Sœurs cosmiques
Il était une. Et puis une autre. La première née à la tombée de la nuit. La seconde au lever du soleil. Il est des pays, tout au Nord, où cela est possible. Elles étaient seules et se suffisaient. L’une contre l’autre, elles se tenaient chaud. Se réconfortaient. Apprivoisaient la vie. Hélas, hélas, ni le monde, ni les contes ne sont faits pour que les choses aillent droit.
On en prit une par là et l’autre par ici.
Les fillettes furent séparées. Deux enfants, c’est bien trop difficile à caser. Deux couples de parents reçurent chacun une enfançonne. Ils les aimèrent à leur façon. Les élevèrent. Les accompagnèrent à l’âge adulte. Aucune ne savait de l’autre.
La première, fut consacrée fille de la nuit. À la lueur de la lune, elle officiait. Tirait les oracles. Consolait les gens. Protégeait les faibles. Elle était passée maître dans l’art des filtres et des onguents. Mais plus que tout, son influence s’exerçait par les bougies. Elle les façonnait. Les sculptait. Les parfumait. Elle en avait un plein coffre. Et quand on la sollicitait pour un bienfait, une guérison, un désenvoûtement ou même un besoin de réconfort, elle en choisissait une avec soin, la sentait, la soupesait, lui parlait parfois. Et l’allumait en chantonnant. Tant qu’elle se consumait, elle ne la quittait pas. Profitant de ses effluves. Concentrée sur ses pensées. Et cela marchait.

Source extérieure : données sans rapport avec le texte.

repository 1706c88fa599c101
use kidskb_session::layout::{key_labels, Palette, Theme};
use kidskb_session::{ImageAction, KeyEvent, KeyResponse};

// ---------------------------------------------------------------------------
// Error
// ---------------------------------------------------------------------------

#[derive(Debug, thiserror::Error, uniffi::Error)]
pub enum KkError {
    #[error("IO error: {msg}")]
    Io { msg: String },
    #[error("invalid data: {msg}")]
    InvalidData { msg: String },
}

// ---------------------------------------------------------------------------
// Records (value types, copied across FFI boundary)
// ---------------------------------------------------------------------------

#[derive(Clone, Debug, PartialEq, Eq, uniffi::Record)]
pub struct KkKeyColor {
    /// `a`..`z`, `space`, `clear` or `delete`.
    pub key: String,
    pub argb: u32,
}

#[derive(Clone, Debug, PartialEq, Eq, uniffi::Record)]
pub struct KkKeyLabel {
    pub key: String,
    pub label: String,
}

/// Event-driven response from handle_key / handle_event.
#[derive(Debug, uniffi::Record)]
pub struct KkKeyResponse {
    pub consumed: bool,
    pub events: Vec<KkEvent>,
}

// ---------------------------------------------------------------------------
// Enums
// ---------------------------------------------------------------------------

#[derive(Clone, Debug, PartialEq, Eq, uniffi::Enum)]
pub enum KkKey {
    Letter { letter: String },
    Space,
    Shift,
    Clear,
    Delete,
    HistoryBack,
    HistoryForward,
}

impl KkKey {
    /// `None` for a `Letter` that is not exactly one character.
    pub(super) fn to_key_event(&self) -> Option<KeyEvent> {
        let key = match self {
            KkKey::Letter { letter } => {
                let mut chars = letter.chars();
                match (chars.next(), chars.next()) {
                    (Some(c), None) => KeyEvent::Letter(c),
                    _ => return None,
                }
            }
            KkKey::Space => KeyEvent::Space,
            KkKey::Shift => KeyEvent::Shift,
            KkKey::Clear => KeyEvent::Clear,
            KkKey::Delete => KeyEvent::Delete,
            KkKey::HistoryBack => KeyEvent::HistoryBack,
            KkKey::HistoryForward => KeyEvent::HistoryForward,
        };
        Some(key)
    }
}

#[derive(Clone, Debug, PartialEq, Eq, uniffi::Enum)]
pub enum KkEvent {
    SetText {
        typed: String,
        ghost: String,
        ghost_argb: u32,
    },
    ShowImage {
        identifier: String,
    },
    ClearImage,
    SetKeyColors {
        colors: Vec<KkKeyColor>,
    },
    SetKeyLabels {
        labels: Vec<KkKeyLabel>,
    },
    Vibrate {
        millis: u64,
    },
    Speak {
        text: String,
    },
    SaveHistory,
}

// ---------------------------------------------------------------------------
// Conversion helpers
// ---------------------------------------------------------------------------

pub(super) fn labels_for(upper: bool) -> Vec<KkKeyLabel> {
    key_labels(upper)
        .into_iter()
        .map(|(key, label)| KkKeyLabel {
            key: key.name(),
            label: label.to_string(),
        })
        .collect()
}

pub(super) fn convert_to_events(
    resp: KeyResponse,
    palette: &Palette,
    theme: Theme,
    sound_on: bool,
) -> KkKeyResponse {
    let mut events = Vec::new();

    // 1. Text
    if let Some(d) = resp.display {
        events.push(KkEvent::SetText {
            typed: d.typed,
            ghost: d.ghost,
            ghost_argb: palette.ghost(theme),
        });
    }

    // 2. Picture
    match resp.image {
        ImageAction::Show { identifier } => events.push(KkEvent::ShowImage { identifier }),
        ImageAction::Clear => events.push(KkEvent::ClearImage),
        ImageAction::Keep => {}
    }

    // 3. Key colors
    if let Some(highlight) = resp.highlight {
        let colors = palette
            .key_colors(highlight, theme)
            .into_iter()
            .map(|(key, argb)| KkKeyColor {
                key: key.name(),
                argb,
            })
            .collect();
        events.push(KkEvent::SetKeyColors { colors });
    }

    // 4. Key labels
    if let Some(upper) = resp.relabel {
        events.push(KkEvent::SetKeyLabels {
            labels: labels_for(upper),
        });
    }

    // 5. Side effects
    for millis in resp.side_effects.haptic_pulses {
        events.push(KkEvent::Vibrate { millis });
    }
    if let (Some(text), true) = (resp.side_effects.announce, sound_on) {
        events.push(KkEvent::Speak { text });
    }
    if resp.side_effects.save_history {
        events.push(KkEvent::SaveHistory);
    }

    KkKeyResponse {
        consumed: resp.consumed,
        events,
    }
}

On l’appelait de loin pour ses talents.
La seconde, devint fille de la lumière. Le soleil était son guide. Elle se nourrissait de ses rayons et en retour, éclairait ceux qui la croisaient. Elle resplendissait, la belle. Faisait le bien autour d’elle. Rien qu’en la voyant, ceux qui avaient le cœur en berne se remettaient à sourire. Elle irradiait la chaleur et la répandait. À ceux qui en avaient envie – et ils étaient nombreux à en vouloir –, elle racontait des histoires. Lisait des livres. Partageait des contes. Ses mots pansaient les maux. On traversait les terres pour ses conseils, pour ses partages. On venait de l’autre côté du monde, parfois. Du côté de la pénombre où vivait sa jumelle.

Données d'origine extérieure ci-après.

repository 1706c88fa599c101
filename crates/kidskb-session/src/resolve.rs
use tracing::debug;

use kidskb_core::history::HistoryChange;
use kidskb_core::text::{eq_ignore_case, recase, starts_with_ignore_case};
use kidskb_core::vocabulary::VocabEntry;

use super::types::{DisplayText, Highlight, ImageAction, KeyResponse, SessionState};
use super::SuggestionEngine;

impl SuggestionEngine {
    /// Resolution phase: runs after every edit. Either commits an exact
    /// vocabulary match or refreshes the ghost suggestion.
    pub(super) fn resolve(&mut self, state: &mut SessionState, navigated: bool) -> KeyResponse {
        let mut resp = KeyResponse::consumed();
        resp.side_effects
            .haptic_pulses
            .push(self.config.input_pulse_ms);

        if let Some(entry) = self.vocabulary.lookup_exact(&state.text_input) {
            self.commit_match(state, entry, navigated, &mut resp);
            return resp;
        }

        resp.image = ImageAction::Clear;

        if state.text_input.is_empty() {
            state.suggestion.clear();
            resp.display = Some(DisplayText::default());
            resp.highlight = Some(Highlight::Idle);
            return resp;
        }

        if !starts_with_ignore_case(&state.suggestion, &state.text_input) {
            state.suggestion.clear();
        }
        if state.suggestion.is_empty() {
            if let Some(word) = self.pick_suggestion(&state.text_input, &state.history) {
                state.suggestion = word;
            }
        }

        if !state.suggestion.is_empty() && !eq_ignore_case(&state.suggestion, &state.text_input) {
            state.suggestion = recase(&state.suggestion, state.is_upper_case);
            let ghost = state
                .suggestion
                .get(state.text_input.len()..)
                .unwrap_or_default()
                .to_string();
            let next = ghost.chars().next().map(|c| c.to_ascii_lowercase());
            resp.highlight = Some(next.map_or(Highlight::Typing, Highlight::Next));
            resp.display = Some(DisplayText {
                typed: state.text_input.clone(),
                ghost,
            });
        } else {
            resp.display = Some(DisplayText::plain(state.text_input.clone()));
            resp.highlight = Some(Highlight::Typing);
        }
        resp
    }

    fn commit_match(
        &self,
        state: &mut SessionState,
        entry: &VocabEntry,
        navigated: bool,
        resp: &mut KeyResponse,
    ) {
        debug!(word = %entry.word, navigated, "exact match");
        state.suggestion.clear();

        resp.display = Some(DisplayText::plain(recase(&entry.word, state.is_upper_case)));
        resp.highlight = Some(Highlight::Matched);
        resp.image = ImageAction::Show {
            identifier: entry.identifier.clone(),
        };
        resp.side_effects
            .haptic_pulses
            .push(self.config.match_pulse_ms);
        resp.side_effects.announce = Some(entry.word.clone());

        // Words reached through back/forward are already in the history.
        if !navigated && state.history.commit(&entry.word) == HistoryChange::Appended {
            resp.side_effects.save_history = true;
        }
    }
}
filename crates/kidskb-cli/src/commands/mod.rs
pub mod config_ops;
pub mod history_ops;
pub mod play_ops;
pub mod suggest_ops;
pub mod vocab_ops;

use std::io;
use std::path::Path;
use std::sync::Arc;

use tracing::debug;

use kidskb_core::history::{History, HistoryError};
use kidskb_core::settings::SettingsError;
use kidskb_core::vocabulary::{Vocabulary, VocabularyError};

#[derive(Debug, thiserror::Error)]
pub enum CliError {
    #[error("{0}")]
    Io(#[from] io::Error),
    #[error("vocabulary: {0}")]
    Vocabulary(#[from] VocabularyError),
    #[error("history: {0}")]
    History(#[from] HistoryError),
    #[error("settings: {0}")]
    Settings(#[from] SettingsError),
    #[error("JSON: {0}")]
    Json(#[from] serde_json::Error),
}

/// Install custom settings. Must run before anything reads `settings()`.
pub fn init_settings(path: &Path) -> Result<(), CliError> {
    let content = std::fs::read_to_string(path)?;
    kidskb_core::settings::init_custom(content)?;
    debug!(path = %path.display(), "custom settings installed");
    Ok(())
}

/// The manifest at `path`, or the builtin vocabulary.
pub fn load_vocabulary(path: Option<&Path>) -> Result<Arc<Vocabulary>, CliError> {
    let vocab = match path {
        Some(p) => Vocabulary::open(p)?,
        None => Vocabulary::builtin().clone(),
    };
    debug!(words = vocab.len(), builtin = path.is_none(), "vocabulary loaded");
    Ok(Arc::new(vocab))
}

/// The history at `path`, or an empty one.
pub fn load_history(path: Option<&Path>) -> Result<History, CliError> {
    let history = match path {
        Some(p) => History::open(p)?,
        None => History::new(),
    };
    debug!(words = history.len(), "history loaded");
    Ok(history)
}

#[cfg(test)]
mod tests {
    use tracing::level_filters::{LevelFilter, STATIC_MAX_LEVEL};

    use super::*;

    #[test]
    fn warnings_are_compiled_in() {
        assert!(STATIC_MAX_LEVEL >= LevelFilter::WARN, "{STATIC_MAX_LEVEL}");
    }

    #[cfg(feature = "trace")]
    #[test]
    fn trace_feature_caps_at_debug() {
        assert_eq!(STATIC_MAX_LEVEL, LevelFilter::DEBUG);
    }

    #[test]
    fn missing_paths_fall_back() {
        assert!(load_history(None).unwrap().is_empty());
        assert!(!load_vocabulary(None).unwrap().is_empty());
    }
}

Elles n’avaient bien sûr pas le moindre souvenir de s’être connues. Comment auraient-elles pu ? Elles étaient restées si peu de temps ensemble. Si peu, mais suffisamment. Leur lien était indéfectible. Deux faces de la même médaille. L’envers et l’endroit. Elles vivaient de concert. Riaient ensemble. Se levaient en même temps. Se couchaient au même moment.
On entend souvent dire que sur terre chacun a un double, une âme sœur. Un autre soi. Certains le trouvent : ami, amant, partenaire. D’autres passent leurs vies en quêtes. Les nôtres se sentaient doubles depuis toujours. Comme si, aussi loin que remontaient leurs souvenirs, une sœur invisible vivait dans leur ombre. Une sœur à qui parler. Un ange gardien derrière l’épaule qui apaise les peines et décuple les joies.

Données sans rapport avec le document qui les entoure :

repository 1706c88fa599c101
mod state;
pub use state::*;

/// Logical key press. Hosts translate their key views into these.
#[derive(Debug, Clone, Copy, PartialEq, Eq)]
pub enum KeyEvent {
    Letter(char),
    Space,
    Shift,
    Clear,
    Delete,
    HistoryBack,
    HistoryForward,
}

impl KeyEvent {
    /// Parse the label of a keyboard key. Empty or unknown labels yield `None`.
    pub fn from_label(label: &str) -> Option<Self> {
        match label {
            "" => None,
            " " | "SPACE" => Some(Self::Space),
            "SHIFT" => Some(Self::Shift),
            "CLEAR" => Some(Self::Clear),
            "DELETE" => Some(Self::Delete),
            "BACK" | "◀" => Some(Self::HistoryBack),
            "NEXT" | "▶" => Some(Self::HistoryForward),
            _ => {
                let mut chars = label.chars();
                match (chars.next(), chars.next()) {
                    (Some(c), None) if c.is_ascii_alphabetic() => Some(Self::Letter(c)),
                    _ => None,
                }
            }
        }
    }
}

/// Which key the host should light up next.
#[derive(Debug, Clone, Copy, PartialEq, Eq)]
pub enum Highlight {
    /// Nothing typed: no key lit.
    Idle,
    /// Text typed without a usable suggestion: the DELETE key is lit.
    Typing,
    /// Text matches a vocabulary word: the CLEAR key is lit.
    Matched,
    /// Next letter (or space) of the ghosted suggestion.
    Next(char),
}

/// Typed text followed by de-emphasized ghost text.
#[derive(Debug, Clone, Default, PartialEq, Eq)]
pub struct DisplayText {
    pub typed: String,
    pub ghost: String,
}

impl DisplayText {
    pub fn plain(text: String) -> Self {
        Self {
            typed: text,
            ghost: String::new(),
        }
    }

    pub fn has_ghost(&self) -> bool {
        !self.ghost.is_empty()
    }

    /// Typed and ghost text joined, as rendered.
    pub fn full(&self) -> String {
        format!("{}{}", self.typed, self.ghost)
    }
}

/// Picture action — exactly one of three states.
#[derive(Debug, Clone, PartialEq, Eq)]
pub enum ImageAction {
    /// Leave the current picture as-is.
    Keep,
    /// Show the picture for this asset identifier.
    Show { identifier: String },
    /// Remove the picture.
    Clear,
}

/// Orthogonal side-effects that accompany a response.
#[derive(Debug, Clone, Default, PartialEq, Eq)]
pub struct SideEffects {
    /// Haptic pulses to fire, in order, in milliseconds.
    pub haptic_pulses: Vec<u64>,
    /// Committed word to read aloud (subject to the host's sound flag).
    pub announce: Option<String>,
    /// History gained an entry and should be persisted.
    pub save_history: bool,
}

/// Response from `handle_key`, returned to the host.
#[derive(Debug, Clone, PartialEq, Eq)]
pub struct KeyResponse {
    pub consumed: bool,
    /// `None` leaves the text view unchanged.
    pub display: Option<DisplayText>,
    /// `None` leaves the key highlight unchanged.
    pub highlight: Option<Highlight>,
    pub image: ImageAction,
    /// `Some(upper)` when letter key labels must be re-rendered.
    pub relabel: Option<bool>,
    pub side_effects: SideEffects,
}

impl KeyResponse {
    pub fn not_consumed() -> Self {
        Self {
            consumed: false,
            display: None,
            highlight: None,
            image: ImageAction::Keep,
            relabel: None,
            side_effects: SideEffects::default(),
        }
    }

    pub fn consumed() -> Self {
        Self {
            consumed: true,
            ..Self::not_consumed()
        }
    }

    /// Identifier of the picture to show, if any.
    pub fn image_identifier(&self) -> Option<&str> {
        match &self.image {
            ImageAction::Show { identifier } => Some(identifier),
            _ => None,
        }
    }

    pub fn is_match(&self) -> bool {
        self.highlight == Some(Highlight::Matched)
    }
}
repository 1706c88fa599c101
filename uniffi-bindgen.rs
fn main() {
    uniffi::uniffi_bindgen_main()
}
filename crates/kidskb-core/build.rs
fn main() {
    // Validate embedded resources at compile time.
    validate_toml(
        "src/default_settings.toml",
        include_str!("src/default_settings.toml"),
    );
    validate_manifest(
        "src/vocabulary/default_vocabulary.txt",
        include_str!("src/vocabulary/default_vocabulary.txt"),
    );
}

fn validate_toml(path: &str, content: &str) {
    if content.parse::<toml::Value>().is_err() {
        panic!("{path} contains invalid TOML");
    }
}

fn validate_manifest(path: &str, content: &str) {
    for (idx, line) in content.lines().enumerate() {
        let line = line.trim();
        if line.is_empty() || line.starts_with('#') {
            continue;
        }
        if !line.bytes().all(|b| b.is_ascii_lowercase() || b == b'_') {
            panic!("{path}:{} has an invalid identifier: {line}", idx + 1);
        }
    }
}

Peut-être attendez-vous une fin douce qui réunirait les deux femmes. Les contes de fées finissent de la sorte en général. Pour moi aussi, elle aurait été agréable à écrire. Il est apaisant de finir les histoires en beauté de faire du bien à ses personnages. Mais ce serait ne pas tenir compte du réel. Des personnes naissent porteuses d’une destinée. À elles de l’accomplir, le monde en a besoin. Nos deux belles sont de celles-là. Elles seront bienfaitrices de leur état, l’une pour le jour, l’autre pour la nuit. Jumelles cosmiques. Petites gouttes de lumières dans l’équilibre de l’humanité.